** Given entries follows **

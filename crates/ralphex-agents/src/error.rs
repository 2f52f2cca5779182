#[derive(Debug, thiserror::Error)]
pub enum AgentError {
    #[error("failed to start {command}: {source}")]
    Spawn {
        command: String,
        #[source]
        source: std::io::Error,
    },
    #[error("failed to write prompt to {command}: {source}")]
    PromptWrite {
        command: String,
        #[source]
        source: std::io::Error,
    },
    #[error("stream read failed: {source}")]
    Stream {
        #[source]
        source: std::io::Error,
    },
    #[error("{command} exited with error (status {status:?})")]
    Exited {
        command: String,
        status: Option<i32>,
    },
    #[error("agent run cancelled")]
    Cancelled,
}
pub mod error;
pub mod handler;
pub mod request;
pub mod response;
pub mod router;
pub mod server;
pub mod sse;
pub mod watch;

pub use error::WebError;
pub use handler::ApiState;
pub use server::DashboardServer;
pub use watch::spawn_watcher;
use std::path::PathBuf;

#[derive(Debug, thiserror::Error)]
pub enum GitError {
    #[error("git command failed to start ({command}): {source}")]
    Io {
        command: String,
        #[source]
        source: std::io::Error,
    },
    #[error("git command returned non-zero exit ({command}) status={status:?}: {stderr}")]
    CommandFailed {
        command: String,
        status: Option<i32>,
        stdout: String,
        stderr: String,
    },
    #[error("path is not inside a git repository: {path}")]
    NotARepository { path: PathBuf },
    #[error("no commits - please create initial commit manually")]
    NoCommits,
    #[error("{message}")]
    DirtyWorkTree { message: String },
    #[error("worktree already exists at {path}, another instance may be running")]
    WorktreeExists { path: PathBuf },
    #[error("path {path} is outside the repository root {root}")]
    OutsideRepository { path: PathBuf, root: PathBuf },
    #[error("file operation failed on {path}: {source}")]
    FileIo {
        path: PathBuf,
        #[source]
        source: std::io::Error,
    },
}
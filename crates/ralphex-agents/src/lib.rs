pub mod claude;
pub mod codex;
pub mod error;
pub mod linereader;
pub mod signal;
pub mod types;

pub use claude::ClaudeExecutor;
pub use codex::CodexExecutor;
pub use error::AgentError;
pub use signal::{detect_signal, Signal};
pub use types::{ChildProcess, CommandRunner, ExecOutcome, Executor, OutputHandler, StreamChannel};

** End of Given entries **

▶ **Task item**
Where does "types" appear in the listing? Show every line that has it.

▶ **Final answer**
pub mod types;
pub use types::{ChildProcess, CommandRunner, ExecOutcome, Executor, OutputHandler, StreamChannel};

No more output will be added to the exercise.